Work required:
Across the records that follow, how many lines contain the string "cannot"? Answer with the number only.

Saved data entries
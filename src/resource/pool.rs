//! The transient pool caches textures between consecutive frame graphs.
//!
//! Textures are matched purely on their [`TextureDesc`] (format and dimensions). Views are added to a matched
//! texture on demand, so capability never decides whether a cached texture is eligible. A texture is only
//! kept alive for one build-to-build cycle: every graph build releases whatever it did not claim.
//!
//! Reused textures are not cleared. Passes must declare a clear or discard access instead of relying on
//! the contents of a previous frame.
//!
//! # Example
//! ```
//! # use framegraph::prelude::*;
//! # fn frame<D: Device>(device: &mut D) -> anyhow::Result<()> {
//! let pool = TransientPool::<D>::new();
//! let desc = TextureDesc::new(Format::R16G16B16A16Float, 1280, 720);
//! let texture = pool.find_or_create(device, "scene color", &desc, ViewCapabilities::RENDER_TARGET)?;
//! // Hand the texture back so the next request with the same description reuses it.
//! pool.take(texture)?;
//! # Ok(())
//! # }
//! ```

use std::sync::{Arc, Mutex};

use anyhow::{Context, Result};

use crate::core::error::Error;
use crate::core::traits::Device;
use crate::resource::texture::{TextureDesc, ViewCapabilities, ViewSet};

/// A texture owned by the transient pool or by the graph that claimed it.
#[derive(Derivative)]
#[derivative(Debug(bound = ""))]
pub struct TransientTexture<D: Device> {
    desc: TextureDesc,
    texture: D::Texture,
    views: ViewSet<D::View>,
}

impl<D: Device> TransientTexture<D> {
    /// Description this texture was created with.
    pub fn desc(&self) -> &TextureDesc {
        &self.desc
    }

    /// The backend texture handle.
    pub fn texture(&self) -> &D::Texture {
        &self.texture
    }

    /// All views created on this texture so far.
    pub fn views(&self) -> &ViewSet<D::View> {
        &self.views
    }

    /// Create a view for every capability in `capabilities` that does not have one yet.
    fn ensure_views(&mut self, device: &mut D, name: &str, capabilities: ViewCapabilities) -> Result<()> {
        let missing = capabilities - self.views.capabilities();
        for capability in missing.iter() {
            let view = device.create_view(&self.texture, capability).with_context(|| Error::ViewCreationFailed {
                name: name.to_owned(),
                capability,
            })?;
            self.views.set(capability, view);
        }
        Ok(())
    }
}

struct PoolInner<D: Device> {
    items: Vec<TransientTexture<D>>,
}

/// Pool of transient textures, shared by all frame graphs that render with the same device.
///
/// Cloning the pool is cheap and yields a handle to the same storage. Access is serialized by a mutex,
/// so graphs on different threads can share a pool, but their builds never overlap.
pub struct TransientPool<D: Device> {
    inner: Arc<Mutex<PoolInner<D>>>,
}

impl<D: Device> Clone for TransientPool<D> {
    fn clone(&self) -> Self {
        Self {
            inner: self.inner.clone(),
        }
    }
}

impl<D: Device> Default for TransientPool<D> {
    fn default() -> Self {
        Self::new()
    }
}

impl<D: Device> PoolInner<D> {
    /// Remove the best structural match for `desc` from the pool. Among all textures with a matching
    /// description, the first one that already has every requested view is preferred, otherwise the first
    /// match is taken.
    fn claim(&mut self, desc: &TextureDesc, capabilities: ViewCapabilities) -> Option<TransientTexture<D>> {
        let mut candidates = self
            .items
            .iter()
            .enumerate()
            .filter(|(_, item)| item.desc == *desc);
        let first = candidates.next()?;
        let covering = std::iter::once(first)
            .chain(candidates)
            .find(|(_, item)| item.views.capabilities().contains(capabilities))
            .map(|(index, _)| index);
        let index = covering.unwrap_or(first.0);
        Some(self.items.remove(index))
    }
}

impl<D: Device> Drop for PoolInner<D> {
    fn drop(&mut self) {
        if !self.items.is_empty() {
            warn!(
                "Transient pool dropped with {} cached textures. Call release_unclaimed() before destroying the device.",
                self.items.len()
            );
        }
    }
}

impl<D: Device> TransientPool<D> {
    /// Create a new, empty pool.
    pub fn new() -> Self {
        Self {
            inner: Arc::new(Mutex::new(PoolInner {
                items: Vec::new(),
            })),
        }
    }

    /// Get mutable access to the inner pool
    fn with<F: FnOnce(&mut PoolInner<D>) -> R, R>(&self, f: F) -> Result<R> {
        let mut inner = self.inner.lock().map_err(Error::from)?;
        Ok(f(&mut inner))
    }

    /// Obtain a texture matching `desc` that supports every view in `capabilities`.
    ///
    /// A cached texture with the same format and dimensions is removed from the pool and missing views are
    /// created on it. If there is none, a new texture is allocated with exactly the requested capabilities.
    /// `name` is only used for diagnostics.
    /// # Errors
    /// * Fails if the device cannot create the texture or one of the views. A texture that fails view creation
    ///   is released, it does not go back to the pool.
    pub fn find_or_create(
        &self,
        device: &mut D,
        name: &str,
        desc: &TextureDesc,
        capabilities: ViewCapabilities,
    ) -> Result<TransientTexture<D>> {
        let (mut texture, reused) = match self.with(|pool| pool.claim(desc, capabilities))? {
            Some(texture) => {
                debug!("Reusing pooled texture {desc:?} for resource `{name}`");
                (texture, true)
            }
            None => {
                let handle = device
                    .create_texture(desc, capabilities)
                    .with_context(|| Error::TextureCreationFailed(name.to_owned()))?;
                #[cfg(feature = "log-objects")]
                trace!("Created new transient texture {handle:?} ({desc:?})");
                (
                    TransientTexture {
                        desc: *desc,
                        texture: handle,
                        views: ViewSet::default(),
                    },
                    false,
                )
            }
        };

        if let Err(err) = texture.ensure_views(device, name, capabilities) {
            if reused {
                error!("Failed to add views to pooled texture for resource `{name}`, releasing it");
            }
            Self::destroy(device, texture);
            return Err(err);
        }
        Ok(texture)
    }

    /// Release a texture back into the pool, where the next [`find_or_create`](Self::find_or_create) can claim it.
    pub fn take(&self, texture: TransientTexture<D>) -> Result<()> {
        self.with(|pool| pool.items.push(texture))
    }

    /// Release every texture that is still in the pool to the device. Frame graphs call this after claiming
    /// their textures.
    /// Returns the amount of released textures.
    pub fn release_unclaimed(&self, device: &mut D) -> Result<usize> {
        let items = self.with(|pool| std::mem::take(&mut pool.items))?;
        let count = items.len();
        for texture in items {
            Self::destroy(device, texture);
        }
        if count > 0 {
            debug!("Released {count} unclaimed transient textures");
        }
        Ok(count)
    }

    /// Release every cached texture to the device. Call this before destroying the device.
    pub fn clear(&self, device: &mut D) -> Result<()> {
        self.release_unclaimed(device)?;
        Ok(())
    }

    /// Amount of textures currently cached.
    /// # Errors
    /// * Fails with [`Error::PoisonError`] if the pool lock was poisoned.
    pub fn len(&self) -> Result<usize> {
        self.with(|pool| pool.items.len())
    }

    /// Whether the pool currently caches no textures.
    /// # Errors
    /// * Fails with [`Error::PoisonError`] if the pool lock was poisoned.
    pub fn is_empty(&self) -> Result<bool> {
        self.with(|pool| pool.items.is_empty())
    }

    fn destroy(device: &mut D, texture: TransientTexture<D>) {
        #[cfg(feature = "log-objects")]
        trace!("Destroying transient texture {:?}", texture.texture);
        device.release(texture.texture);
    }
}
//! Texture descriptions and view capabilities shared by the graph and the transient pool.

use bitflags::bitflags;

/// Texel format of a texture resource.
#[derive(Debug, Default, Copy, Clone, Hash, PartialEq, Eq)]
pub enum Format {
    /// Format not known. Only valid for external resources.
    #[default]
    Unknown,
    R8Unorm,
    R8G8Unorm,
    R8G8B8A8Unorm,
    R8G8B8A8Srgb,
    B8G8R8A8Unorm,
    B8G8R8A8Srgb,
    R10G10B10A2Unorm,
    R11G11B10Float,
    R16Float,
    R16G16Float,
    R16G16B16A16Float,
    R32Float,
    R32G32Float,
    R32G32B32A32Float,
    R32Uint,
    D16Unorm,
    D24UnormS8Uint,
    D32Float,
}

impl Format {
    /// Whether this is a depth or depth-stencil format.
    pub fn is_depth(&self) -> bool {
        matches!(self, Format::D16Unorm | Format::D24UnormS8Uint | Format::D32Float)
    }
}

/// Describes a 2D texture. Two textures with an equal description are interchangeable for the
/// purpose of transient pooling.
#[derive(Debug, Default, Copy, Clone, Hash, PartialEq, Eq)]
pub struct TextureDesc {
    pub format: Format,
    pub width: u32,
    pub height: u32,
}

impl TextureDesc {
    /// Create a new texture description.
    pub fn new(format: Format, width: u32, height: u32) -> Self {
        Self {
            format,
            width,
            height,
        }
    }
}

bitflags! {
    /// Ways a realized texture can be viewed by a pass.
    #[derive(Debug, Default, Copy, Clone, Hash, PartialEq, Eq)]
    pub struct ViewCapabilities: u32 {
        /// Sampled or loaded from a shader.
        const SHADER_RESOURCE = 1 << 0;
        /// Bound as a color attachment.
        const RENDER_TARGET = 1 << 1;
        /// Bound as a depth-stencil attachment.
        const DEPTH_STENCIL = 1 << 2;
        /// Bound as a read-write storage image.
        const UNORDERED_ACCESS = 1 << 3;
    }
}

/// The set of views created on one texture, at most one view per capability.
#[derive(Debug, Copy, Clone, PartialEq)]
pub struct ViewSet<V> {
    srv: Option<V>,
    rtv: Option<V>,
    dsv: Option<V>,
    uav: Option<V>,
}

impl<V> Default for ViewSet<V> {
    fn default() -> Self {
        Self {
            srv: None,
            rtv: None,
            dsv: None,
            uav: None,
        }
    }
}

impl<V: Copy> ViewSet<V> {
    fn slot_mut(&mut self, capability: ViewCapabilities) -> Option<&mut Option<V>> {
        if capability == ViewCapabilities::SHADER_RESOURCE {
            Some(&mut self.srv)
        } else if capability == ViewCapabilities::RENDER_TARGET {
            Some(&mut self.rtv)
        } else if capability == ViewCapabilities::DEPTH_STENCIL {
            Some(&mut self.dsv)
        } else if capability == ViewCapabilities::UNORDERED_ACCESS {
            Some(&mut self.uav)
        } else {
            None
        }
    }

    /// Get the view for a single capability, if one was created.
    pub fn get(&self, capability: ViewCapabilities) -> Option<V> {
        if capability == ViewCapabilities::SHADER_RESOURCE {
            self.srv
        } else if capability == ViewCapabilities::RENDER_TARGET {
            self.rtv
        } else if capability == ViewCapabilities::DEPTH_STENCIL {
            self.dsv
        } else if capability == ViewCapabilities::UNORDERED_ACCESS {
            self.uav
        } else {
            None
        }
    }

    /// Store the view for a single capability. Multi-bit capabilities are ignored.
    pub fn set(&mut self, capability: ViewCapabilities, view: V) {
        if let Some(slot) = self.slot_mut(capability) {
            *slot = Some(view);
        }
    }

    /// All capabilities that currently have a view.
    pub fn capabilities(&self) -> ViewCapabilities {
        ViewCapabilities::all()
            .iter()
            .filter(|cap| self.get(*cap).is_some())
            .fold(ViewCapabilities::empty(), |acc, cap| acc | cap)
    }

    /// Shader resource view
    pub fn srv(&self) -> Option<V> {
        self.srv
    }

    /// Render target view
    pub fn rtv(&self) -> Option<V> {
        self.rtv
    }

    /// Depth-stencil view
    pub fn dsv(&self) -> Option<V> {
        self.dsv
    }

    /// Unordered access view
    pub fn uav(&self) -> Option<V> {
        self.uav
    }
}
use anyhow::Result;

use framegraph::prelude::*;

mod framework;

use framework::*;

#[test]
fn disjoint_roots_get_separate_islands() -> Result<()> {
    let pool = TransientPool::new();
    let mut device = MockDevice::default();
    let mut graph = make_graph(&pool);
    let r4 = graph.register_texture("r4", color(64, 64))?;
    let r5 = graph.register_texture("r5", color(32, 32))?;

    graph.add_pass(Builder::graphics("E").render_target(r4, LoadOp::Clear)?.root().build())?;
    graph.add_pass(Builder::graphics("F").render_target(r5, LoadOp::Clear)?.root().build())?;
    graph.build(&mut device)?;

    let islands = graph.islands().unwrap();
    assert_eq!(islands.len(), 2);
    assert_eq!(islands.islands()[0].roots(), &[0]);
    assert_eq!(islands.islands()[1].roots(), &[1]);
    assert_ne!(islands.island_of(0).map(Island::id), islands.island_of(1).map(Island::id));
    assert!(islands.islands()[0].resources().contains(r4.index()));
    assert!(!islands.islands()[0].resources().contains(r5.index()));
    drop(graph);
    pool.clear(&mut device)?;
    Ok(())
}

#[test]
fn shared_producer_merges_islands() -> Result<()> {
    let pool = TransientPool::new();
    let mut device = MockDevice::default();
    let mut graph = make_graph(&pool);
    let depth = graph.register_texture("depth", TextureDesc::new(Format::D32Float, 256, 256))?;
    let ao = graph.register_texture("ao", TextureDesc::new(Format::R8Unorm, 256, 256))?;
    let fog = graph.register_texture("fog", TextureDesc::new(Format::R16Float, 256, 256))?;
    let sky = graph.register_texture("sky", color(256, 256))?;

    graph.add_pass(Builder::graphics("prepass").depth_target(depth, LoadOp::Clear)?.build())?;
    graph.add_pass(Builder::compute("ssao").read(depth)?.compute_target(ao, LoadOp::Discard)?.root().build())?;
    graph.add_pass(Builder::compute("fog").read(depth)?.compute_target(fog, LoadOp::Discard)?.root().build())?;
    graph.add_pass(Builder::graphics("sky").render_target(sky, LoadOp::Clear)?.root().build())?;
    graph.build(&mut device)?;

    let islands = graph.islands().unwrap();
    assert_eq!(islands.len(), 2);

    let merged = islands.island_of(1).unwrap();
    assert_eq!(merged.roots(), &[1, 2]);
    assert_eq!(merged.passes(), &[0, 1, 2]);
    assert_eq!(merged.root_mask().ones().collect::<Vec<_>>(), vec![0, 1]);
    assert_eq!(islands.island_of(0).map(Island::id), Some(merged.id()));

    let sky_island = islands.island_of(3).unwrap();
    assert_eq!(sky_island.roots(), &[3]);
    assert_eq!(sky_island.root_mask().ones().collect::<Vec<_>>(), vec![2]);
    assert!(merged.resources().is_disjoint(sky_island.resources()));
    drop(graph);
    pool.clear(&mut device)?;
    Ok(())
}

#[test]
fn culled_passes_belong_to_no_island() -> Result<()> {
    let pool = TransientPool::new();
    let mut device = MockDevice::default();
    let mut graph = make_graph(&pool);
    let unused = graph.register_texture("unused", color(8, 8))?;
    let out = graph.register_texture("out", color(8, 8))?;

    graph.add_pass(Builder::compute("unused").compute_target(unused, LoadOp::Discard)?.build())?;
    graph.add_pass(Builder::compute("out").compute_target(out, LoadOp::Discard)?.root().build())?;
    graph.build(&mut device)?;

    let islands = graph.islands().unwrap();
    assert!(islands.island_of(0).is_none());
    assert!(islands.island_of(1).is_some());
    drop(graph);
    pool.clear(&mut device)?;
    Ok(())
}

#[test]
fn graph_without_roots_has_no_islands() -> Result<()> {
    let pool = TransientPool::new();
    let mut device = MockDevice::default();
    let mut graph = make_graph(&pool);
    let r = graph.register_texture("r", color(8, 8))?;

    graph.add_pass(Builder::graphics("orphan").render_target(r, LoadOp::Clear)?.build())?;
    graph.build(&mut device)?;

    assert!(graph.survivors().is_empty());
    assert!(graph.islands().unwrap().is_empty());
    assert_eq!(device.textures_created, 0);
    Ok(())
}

--

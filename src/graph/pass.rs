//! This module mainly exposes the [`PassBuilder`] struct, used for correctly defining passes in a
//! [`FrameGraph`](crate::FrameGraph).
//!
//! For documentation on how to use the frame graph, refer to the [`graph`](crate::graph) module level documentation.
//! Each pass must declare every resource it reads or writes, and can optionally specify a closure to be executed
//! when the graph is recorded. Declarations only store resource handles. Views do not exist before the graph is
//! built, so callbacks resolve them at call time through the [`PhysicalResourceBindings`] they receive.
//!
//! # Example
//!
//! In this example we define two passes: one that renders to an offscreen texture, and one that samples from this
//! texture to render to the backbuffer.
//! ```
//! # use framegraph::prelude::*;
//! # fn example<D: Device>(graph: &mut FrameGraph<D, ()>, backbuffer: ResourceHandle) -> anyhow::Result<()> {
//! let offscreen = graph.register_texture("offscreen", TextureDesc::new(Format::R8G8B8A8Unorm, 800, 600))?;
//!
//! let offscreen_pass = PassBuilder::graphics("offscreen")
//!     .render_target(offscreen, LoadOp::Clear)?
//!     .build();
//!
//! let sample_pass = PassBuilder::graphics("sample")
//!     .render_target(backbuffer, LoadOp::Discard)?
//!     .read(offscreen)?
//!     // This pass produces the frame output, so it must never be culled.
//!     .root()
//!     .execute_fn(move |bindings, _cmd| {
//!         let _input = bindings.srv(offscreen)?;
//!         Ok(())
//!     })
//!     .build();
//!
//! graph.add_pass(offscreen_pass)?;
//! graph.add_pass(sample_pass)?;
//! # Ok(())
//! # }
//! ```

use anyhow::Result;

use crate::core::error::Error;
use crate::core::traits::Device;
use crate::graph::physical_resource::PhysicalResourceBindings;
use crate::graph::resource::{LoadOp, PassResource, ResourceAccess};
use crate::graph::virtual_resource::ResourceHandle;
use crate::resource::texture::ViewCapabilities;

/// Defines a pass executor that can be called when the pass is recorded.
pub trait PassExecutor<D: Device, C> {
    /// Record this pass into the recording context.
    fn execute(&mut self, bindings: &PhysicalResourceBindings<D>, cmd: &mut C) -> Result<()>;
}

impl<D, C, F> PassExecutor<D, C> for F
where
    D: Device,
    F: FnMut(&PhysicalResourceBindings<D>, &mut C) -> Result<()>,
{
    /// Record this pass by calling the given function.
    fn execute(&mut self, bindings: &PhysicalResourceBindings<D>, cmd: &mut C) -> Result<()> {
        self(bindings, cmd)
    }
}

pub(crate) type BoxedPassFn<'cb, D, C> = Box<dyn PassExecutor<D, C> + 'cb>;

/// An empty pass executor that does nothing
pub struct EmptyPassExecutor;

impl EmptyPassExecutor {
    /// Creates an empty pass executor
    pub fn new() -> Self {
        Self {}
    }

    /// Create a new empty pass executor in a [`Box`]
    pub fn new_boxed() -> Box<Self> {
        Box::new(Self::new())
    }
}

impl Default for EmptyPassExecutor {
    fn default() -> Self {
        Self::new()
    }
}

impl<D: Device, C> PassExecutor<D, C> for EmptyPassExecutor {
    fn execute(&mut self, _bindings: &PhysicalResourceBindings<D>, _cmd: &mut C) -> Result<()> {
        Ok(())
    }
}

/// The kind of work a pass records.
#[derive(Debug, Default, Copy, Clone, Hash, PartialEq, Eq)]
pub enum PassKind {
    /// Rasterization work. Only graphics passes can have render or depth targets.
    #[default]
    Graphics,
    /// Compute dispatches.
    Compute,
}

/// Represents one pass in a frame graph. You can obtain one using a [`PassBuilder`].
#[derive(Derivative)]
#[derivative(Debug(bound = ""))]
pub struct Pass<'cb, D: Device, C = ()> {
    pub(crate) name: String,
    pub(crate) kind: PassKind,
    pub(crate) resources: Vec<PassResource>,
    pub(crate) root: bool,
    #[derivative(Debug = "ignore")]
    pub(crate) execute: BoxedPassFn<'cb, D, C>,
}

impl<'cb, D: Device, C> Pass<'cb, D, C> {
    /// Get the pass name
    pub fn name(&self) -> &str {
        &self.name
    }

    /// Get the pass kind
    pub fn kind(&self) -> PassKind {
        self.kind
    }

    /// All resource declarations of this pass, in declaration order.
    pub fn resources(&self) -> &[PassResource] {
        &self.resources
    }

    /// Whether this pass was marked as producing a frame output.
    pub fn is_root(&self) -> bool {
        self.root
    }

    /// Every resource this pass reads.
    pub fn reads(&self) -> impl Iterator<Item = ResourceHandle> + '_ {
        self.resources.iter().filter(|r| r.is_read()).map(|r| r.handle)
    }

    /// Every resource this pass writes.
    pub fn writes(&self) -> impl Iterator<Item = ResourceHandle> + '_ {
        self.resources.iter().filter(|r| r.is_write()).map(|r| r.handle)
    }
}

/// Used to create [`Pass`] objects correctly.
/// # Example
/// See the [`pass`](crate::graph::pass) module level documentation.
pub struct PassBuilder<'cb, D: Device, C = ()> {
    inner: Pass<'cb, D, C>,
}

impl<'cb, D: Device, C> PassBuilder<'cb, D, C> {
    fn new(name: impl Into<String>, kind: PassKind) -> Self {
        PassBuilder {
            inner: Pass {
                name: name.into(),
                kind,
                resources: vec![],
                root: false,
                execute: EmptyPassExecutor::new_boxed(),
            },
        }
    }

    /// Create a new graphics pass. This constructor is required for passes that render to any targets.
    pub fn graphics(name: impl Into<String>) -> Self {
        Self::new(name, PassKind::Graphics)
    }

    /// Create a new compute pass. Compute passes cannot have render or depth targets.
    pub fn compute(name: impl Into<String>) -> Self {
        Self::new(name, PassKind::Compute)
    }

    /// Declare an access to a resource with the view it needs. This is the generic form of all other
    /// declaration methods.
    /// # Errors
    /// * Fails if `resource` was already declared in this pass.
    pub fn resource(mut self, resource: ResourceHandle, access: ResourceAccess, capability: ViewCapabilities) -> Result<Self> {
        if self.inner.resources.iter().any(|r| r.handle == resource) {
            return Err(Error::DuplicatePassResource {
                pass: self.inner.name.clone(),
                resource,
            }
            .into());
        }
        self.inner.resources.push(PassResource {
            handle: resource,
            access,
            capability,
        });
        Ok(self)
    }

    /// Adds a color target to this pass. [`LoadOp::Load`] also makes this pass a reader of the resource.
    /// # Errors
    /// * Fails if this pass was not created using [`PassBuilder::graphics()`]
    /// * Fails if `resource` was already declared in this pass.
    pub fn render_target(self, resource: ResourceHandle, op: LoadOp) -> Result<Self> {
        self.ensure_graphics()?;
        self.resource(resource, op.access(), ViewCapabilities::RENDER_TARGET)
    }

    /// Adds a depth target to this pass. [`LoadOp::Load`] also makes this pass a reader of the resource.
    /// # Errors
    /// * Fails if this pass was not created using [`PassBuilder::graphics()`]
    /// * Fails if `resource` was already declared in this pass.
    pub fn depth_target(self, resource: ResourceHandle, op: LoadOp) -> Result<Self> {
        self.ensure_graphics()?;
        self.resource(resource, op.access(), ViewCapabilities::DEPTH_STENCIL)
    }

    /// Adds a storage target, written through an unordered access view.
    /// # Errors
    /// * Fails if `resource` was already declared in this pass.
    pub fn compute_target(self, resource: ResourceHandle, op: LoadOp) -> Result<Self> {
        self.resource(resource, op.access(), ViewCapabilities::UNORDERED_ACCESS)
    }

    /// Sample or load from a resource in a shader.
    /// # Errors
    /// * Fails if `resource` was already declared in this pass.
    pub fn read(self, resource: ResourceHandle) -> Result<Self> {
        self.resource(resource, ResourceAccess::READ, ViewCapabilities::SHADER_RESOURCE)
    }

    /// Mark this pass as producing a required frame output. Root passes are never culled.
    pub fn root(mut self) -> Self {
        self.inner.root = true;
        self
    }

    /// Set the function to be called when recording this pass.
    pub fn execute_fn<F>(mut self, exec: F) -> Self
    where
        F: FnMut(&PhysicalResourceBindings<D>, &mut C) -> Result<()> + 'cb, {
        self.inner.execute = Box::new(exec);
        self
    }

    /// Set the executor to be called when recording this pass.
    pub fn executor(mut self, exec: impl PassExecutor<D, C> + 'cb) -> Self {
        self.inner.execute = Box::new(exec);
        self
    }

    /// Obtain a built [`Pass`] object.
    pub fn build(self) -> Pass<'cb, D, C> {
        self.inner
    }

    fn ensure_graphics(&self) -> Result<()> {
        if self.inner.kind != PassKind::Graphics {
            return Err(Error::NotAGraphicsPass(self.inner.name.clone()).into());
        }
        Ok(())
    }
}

Your response:
2